Indian corporates are currently more vulnerable to currency shocks than any time in recent history, given the current bout of sharp rupee depreciation and historically high currency volatility. The agency expects the next 12-18 months to be most challenging for Indian corporates.
 

“Issuers with investment-grade ratings are expected to timely service their debt even during a cyclical downturn as opposed to sub-investment grade issuers. The way the overwhelming majority of the agency’s investment-grade issuers are continuing to maintain their credit profile reflects Ind-Ra’s through-the-cycle credit rating methodology and global best practices”, said Rakesh Valecha, Senior Director & Head, Corporate Ratings.
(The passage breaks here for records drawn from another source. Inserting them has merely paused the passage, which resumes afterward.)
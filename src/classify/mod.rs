//! Heuristic classification of free-text stream titles.
//!
//! Providers describe the same release in wildly different ways (dotted
//! scene names, emoji-decorated summaries, structured DMM fields rendered
//! as text). Classification runs over the newline-joined name, title and
//! description so a hint in any field is picked up.
//!
//! Each category is extracted independently:
//! - resolution, size, seeders: single patterns, first match wins
//! - codec, HDR, audio, source type: [`rules`] table, highest priority wins
//! - languages: [`language`] dictionary, all matches collected
//! - cached hint: marker set or an explicit upstream flag
//!
//! Classification is pure: the same text always yields the same result.

pub mod language;
pub mod rules;

use std::collections::BTreeSet;
use std::sync::LazyLock;

use regex::Regex;
use serde::Serialize;

use crate::stream::{ClassifiedStream, QualityTier, Stream};

use rules::{best_match, Category};

static RESOLUTION: LazyLock<Regex> = LazyLock::new(|| {
    Regex::new(r"(?i)\b(2160p|4k|uhd|\d{3,4}p)\b").expect("resolution pattern")
});

static SIZE: LazyLock<Regex> = LazyLock::new(|| {
    Regex::new(r"(?i)(?:(\d{1,3}(?:,\d{3})+(?:\.\d+)?)|(\d+(?:[.,]\d+)?))\s?(TiB|TB|GiB|GB|MiB|MB)\b")
        .expect("size pattern")
});

static SEEDERS: LazyLock<Regex> = LazyLock::new(|| {
    Regex::new(r"(?i)(?:👤|👥|🌱|\bseeders?:|\bseeds?:|\bs:)\s*(\d+)").expect("seeders pattern")
});

static CACHED: LazyLock<Regex> = LazyLock::new(|| {
    Regex::new(r"(?i)⚡|\[(?:rd|tb|ad|pm|dl|oc|ed)\+\]|\b(not[\s_-]*|un)?cached\b")
        .expect("cached pattern")
});

/// A marker counts unless it is a negated `not cached` / `uncached`.
fn has_cached_marker(text: &str) -> bool {
    CACHED.captures_iter(text).any(|caps| caps.get(1).is_none())
}

/// Attributes extracted from a stream's text.
#[derive(Debug, Clone, PartialEq, Eq, Serialize)]
pub struct Classification {
    /// `4K`, `1080p`, `720p`, ... (2160p and UHD are reported as `4K`).
    pub resolution: Option<String>,
    pub quality_tier: QualityTier,
    pub codec: Option<String>,
    pub hdr: Option<String>,
    pub audio: Option<String>,
    pub source_type: Option<String>,
    pub languages: BTreeSet<String>,
    pub seed_count: Option<u32>,
    pub size_bytes: Option<u64>,
    /// A debrid-cached marker was present in the text.
    pub cached: bool,
}

/// Newline-join the non-empty text fields of a payload.
pub fn join_text<'a>(parts: impl IntoIterator<Item = Option<&'a str>>) -> String {
    parts
        .into_iter()
        .flatten()
        .map(str::trim)
        .filter(|s| !s.is_empty())
        .collect::<Vec<_>>()
        .join("\n")
}

/// Classify a stream from its three text fields.
pub fn classify(name: Option<&str>, title: Option<&str>, description: Option<&str>) -> Classification {
    classify_text(&join_text([name, title, description]))
}

/// Classify already-joined text.
pub fn classify_text(text: &str) -> Classification {
    let resolution = parse_resolution(text);
    Classification {
        quality_tier: QualityTier::from_resolution(resolution.as_deref()),
        resolution,
        codec: best_match(Category::Codec, text),
        hdr: best_match(Category::Hdr, text),
        audio: best_match(Category::Audio, text),
        source_type: best_match(Category::SourceType, text),
        languages: language::detect(text),
        seed_count: parse_seeders(text),
        size_bytes: parse_size(text),
        cached: has_cached_marker(text),
    }
}

/// Attach classification to a normalized stream.
///
/// Structured hints on the stream fill in what the text does not say.
pub fn classify_stream(stream: Stream) -> ClassifiedStream {
    let c = classify_text(&stream.raw_text);
    let cached_hint = c.cached || stream.upstream_cached == Some(true);
    let size_bytes = c.size_bytes.or(stream.size_hint).unwrap_or(0);

    ClassifiedStream {
        quality_tier: c.quality_tier,
        resolution: c.resolution,
        codec: c.codec,
        hdr: c.hdr,
        audio: c.audio,
        source_type: c.source_type,
        languages: c.languages,
        seed_count: c.seed_count.unwrap_or(0),
        size_bytes,
        cached_hint,
        stream,
    }
}

fn parse_resolution(text: &str) -> Option<String> {
    let raw = RESOLUTION.captures(text)?.get(1)?.as_str().to_ascii_lowercase();
    Some(match raw.as_str() {
        "2160p" | "4k" | "uhd" => "4K".to_string(),
        _ => raw,
    })
}

fn parse_seeders(text: &str) -> Option<u32> {
    SEEDERS.captures(text)?.get(1)?.as_str().parse().ok()
}

#[allow(clippy::cast_possible_truncation, clippy::cast_sign_loss, clippy::cast_precision_loss)]
fn parse_size(text: &str) -> Option<u64> {
    let caps = SIZE.captures(text)?;
    // `1,234.5` groups thousands; a lone comma is a decimal separator
    let value: f64 = match caps.get(1) {
        Some(grouped) => grouped.as_str().replace(',', ""),
        None => caps.get(2)?.as_str().replace(',', "."),
    }
    .parse()
    .ok()?;
    let multiplier: u64 = match caps.get(3)?.as_str().to_ascii_uppercase().as_str() {
        "TB" | "TIB" => 1 << 40,
        "GB" | "GIB" => 1 << 30,
        _ => 1 << 20,
    };
    Some((value * multiplier as f64).round() as u64)
}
“Typically, investment grades companies should not experience significant payment difficulties and sharp deterioration in credit profile at the onset of a stressful economic situation. On the contrary, debt servicing problem during a downturn is a characteristic of sub-investment grade issuers”, he said.
 
Foreign currency debt residing within the agency’s investment grade issuers is also in safe hands. As many as 73 issuers have foreign currency debt. About 81% of the foreign currency debt belongs to 45 corporates, which have sufficient-to-comfortable rating headroom. However, 28 corporates (19% of foreign currency debt) may face an Outlook revision (to Negative) or negative rating pressure.

The benefits of a weak rupee to the operating margin of export-oriented segments, including IT, pharmaceuticals and textiles, are more limited than may normally be expected. The report provides empirical analysis on publicly listed corporates in support of this argument. The benefits are usually restricted since customers enter into price renegotiations. Additionally, hedging transactions entered into by established players limit the potential upsides (as well as downside) in case of rupee depreciation (or appreciation).

Sectors such as chemicals, paper, auto ancillaries, power and steel are most affected from rupee depreciation. Among these sectors, mid-sized companies with exposure to forex risk but limited expertise or intention to hedge may be most adversely affected, the report said.